Lastly, the very form and title under which the noble lord hath thought proper to introduce his philosophy into the world, is a very strong evidence of the justice of all the foregoing observations. We may form, I think, one general precept from the trite story of Archimedes; this is, not to undertake any great work without preconcerting such means as may be adequate to the execution. Now to turn the material world topsy-turvy is a project scarce more difficult in appearance than to perform the same notable exploit in the intellectual. And yet Archimedes might as judiciously have fixed his machine in vacuo, as his lordship hath chosen to argue against the best-established systems in the intellectual world in fragments of essays. This method, not to mention the indignity it offers to the subject in dispute, is treating the whole body of the learned with more supercilious disrespect than nature seems yet to have qualified any member of that body to express towards the rest of his brethren; and which must appear to be wonderful, if serious, in one who expresses so modest an opinion of his own critical talents; though, as to his modesty, it must indeed be confessed to be somewhat seasoned with a due mixture of contempt.

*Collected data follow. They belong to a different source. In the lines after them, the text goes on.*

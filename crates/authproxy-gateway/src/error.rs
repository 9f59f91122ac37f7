//! Error types for the proxy pipeline.

use thiserror::Error;

/// The one-of-three shape a [`crate::guard::RequestGuard`] rejection
/// carries.
#[derive(Debug, Clone, PartialEq, Eq)]
pub enum ForbiddenPart {
    /// The first path segment is not an allow-listed FHIR resource type.
    Segment(String),
    /// A query parameter name is not allow-listed.
    Parameter(String),
    /// The HTTP method is not allow-listed (only `GET` is).
    Method(String),
}

impl ForbiddenPart {
    /// The human-readable noun phrase used in the rendered error message:
    /// `resource type`, `parameter`, or `method`.
    #[must_use]
    pub fn noun(&self) -> &'static str {
        match self {
            Self::Segment(_) => "resource type",
            Self::Parameter(_) => "parameter",
            Self::Method(_) => "method",
        }
    }

    /// The offending value itself.
    #[must_use]
    pub fn value(&self) -> &str {
        match self {
            Self::Segment(v) | Self::Parameter(v) | Self::Method(v) => v,
        }
    }
}

/// Errors raised by the gateway components.
#[derive(Debug, Error)]
pub enum GatewayError {
    /// A [`crate::guard::RequestGuard`] rejection.
    #[error("Not allowed to query for \"{}\" {}.", .0.value(), .0.noun())]
    Forbidden(ForbiddenPart),

    /// The upstream did not respond within the configured deadline.
    #[error("upstream request timed out")]
    UpstreamTimeout,

    /// The upstream connection failed (DNS, TCP, TLS).
    #[error("upstream transport error: {0}")]
    UpstreamTransport(String),

    /// The upstream's capability statement did not have the expected
    /// `rest` shape.
    #[error("malformed capability statement: {0}")]
    MalformedConformance(String),
}

#[cfg(test)]
mod tests {
    use super::*;

    #[test]
    fn forbidden_parameter_message_matches_spec_wording() {
        let err = GatewayError::Forbidden(ForbiddenPart::Parameter("bad".to_string()));
        assert_eq!(err.to_string(), "Not allowed to query for \"bad\" parameter.");
    }

    #[test]
    fn forbidden_segment_message_uses_resource_type_noun() {
        let err = GatewayError::Forbidden(ForbiddenPart::Segment("Foo".to_string()));
        assert_eq!(err.to_string(), "Not allowed to query for \"Foo\" resource type.");
    }

    #[test]
    fn forbidden_method_message_uses_method_noun() {
        let err = GatewayError::Forbidden(ForbiddenPart::Method("POST".to_string()));
        assert_eq!(err.to_string(), "Not allowed to query for \"POST\" method.");
    }
}
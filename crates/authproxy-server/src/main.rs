use authproxy_server::{Config, ServerBuilder, init_tracing};

#[tokio::main]
async fn main() {
    init_tracing();

    let config = Config::from_env();
    let server = match ServerBuilder::new(config).build() {
        Ok(server) => server,
        Err(err) => {
            tracing::error!(error = %err, "configuration invalid, refusing to start");
            std::process::exit(1);
        }
    };

    if let Err(err) = server.run().await {
        tracing::error!(error = %err, "server error");
        std::process::exit(1);
    }
}
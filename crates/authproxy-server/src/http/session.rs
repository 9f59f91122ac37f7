//! The authenticated-user boundary.
//!
//! Session cookies, login forms, and CSRF protection are out of scope for
//! this crate (they are external collaborators per the system's purpose):
//! this service assumes it sits behind a session layer that has already
//! authenticated the caller and forwards the result as an `X-Auth-User`
//! header carrying the username. [`AuthenticatedUser`] is the one seam
//! where that external contract meets this crate.
use axum::extract::FromRequestParts;
use axum::http::request::Parts;

use authproxy_auth::AuthError;
use authproxy_storage::User;

use crate::error::ApiError;
use crate::state::AppState;

const AUTH_USER_HEADER: &str = "x-auth-user";
const ADMIN_KEY_HEADER: &str = "x-admin-key";

/// The account the external session layer has already authenticated.
pub struct AuthenticatedUser(pub User);

impl FromRequestParts<AppState> for AuthenticatedUser {
    type Rejection = ApiError;

    async fn from_request_parts(parts: &mut Parts, state: &AppState) -> Result<Self, Self::Rejection> {
        let username = parts
            .headers
            .get(AUTH_USER_HEADER)
            .and_then(|v| v.to_str().ok())
            .ok_or_else(|| ApiError::Unauthenticated {
                message: format!("missing {AUTH_USER_HEADER} header"),
            })?;

        let user = state
            .store
            .find_user_by_username(username)
            .await
            .map_err(AuthError::from)?
            .ok_or_else(|| ApiError::Unauthenticated {
                message: format!("no such user: {username}"),
            })?;

        Ok(Self(user))
    }
}

/// Proves the admin debug endpoints are being called with the shared
/// `secret_key`, via an `X-Admin-Key` header. The source gates these
/// endpoints implicitly (no public route wiring); this is the minimal
/// stand-in for that operational boundary.
pub struct AdminKey;

impl FromRequestParts<AppState> for AdminKey {
    type Rejection = ApiError;

    async fn from_request_parts(parts: &mut Parts, state: &AppState) -> Result<Self, Self::Rejection> {
        let presented = parts
            .headers
            .get(ADMIN_KEY_HEADER)
            .and_then(|v| v.to_str().ok())
            .ok_or_else(|| ApiError::Unauthenticated {
                message: format!("missing {ADMIN_KEY_HEADER} header"),
            })?;

        if presented != state.config.secret_key {
            return Err(ApiError::Unauthenticated {
                message: "invalid admin key".to_string(),
            });
        }
        Ok(Self)
    }
}

/// A bearer access token from the `Authorization` header.
pub struct BearerToken(pub String);

impl<S> FromRequestParts<S> for BearerToken
where
    S: Sync,
{
    type Rejection = ApiError;

    async fn from_request_parts(parts: &mut Parts, _state: &S) -> Result<Self, Self::Rejection> {
        bearer_from_parts(parts).ok_or_else(|| ApiError::Unauthenticated {
            message: "missing bearer token".to_string(),
        })
    }
}

fn bearer_from_parts(parts: &Parts) -> Option<BearerToken> {
    let header = parts.headers.get(axum::http::header::AUTHORIZATION)?.to_str().ok()?;
    header
        .strip_prefix("Bearer ")
        .map(|token| BearerToken(token.to_string()))
}
//! Lazily compiled regular expressions for the fixed uri and query patterns.

/// Compile a literal pattern once and hand out a `&'static Regex` to it.
macro_rules! static_regex {
    ($pattern:literal) => {{
        static REGEX: ::std::sync::OnceLock<::regex::Regex> = ::std::sync::OnceLock::new();
        REGEX.get_or_init(|| ::regex::Regex::new($pattern).expect("pattern is a valid regex"))
    }};
}
pub(crate) use static_regex;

But, whatever may lessen the idea of his lordship's modesty, there is only one way to lessen that of his

absurdity; this is, to conclude that he was in jest: nay, there is one way to see this absurdity in an amiable light; for in such a light will he appear, if we suppose that he puts on the jack-pudding's coat with the noble view of exposing and ridiculing those pernicious tenets, which have lately been propagated, with a zeal more difficult to be accounted for than its success.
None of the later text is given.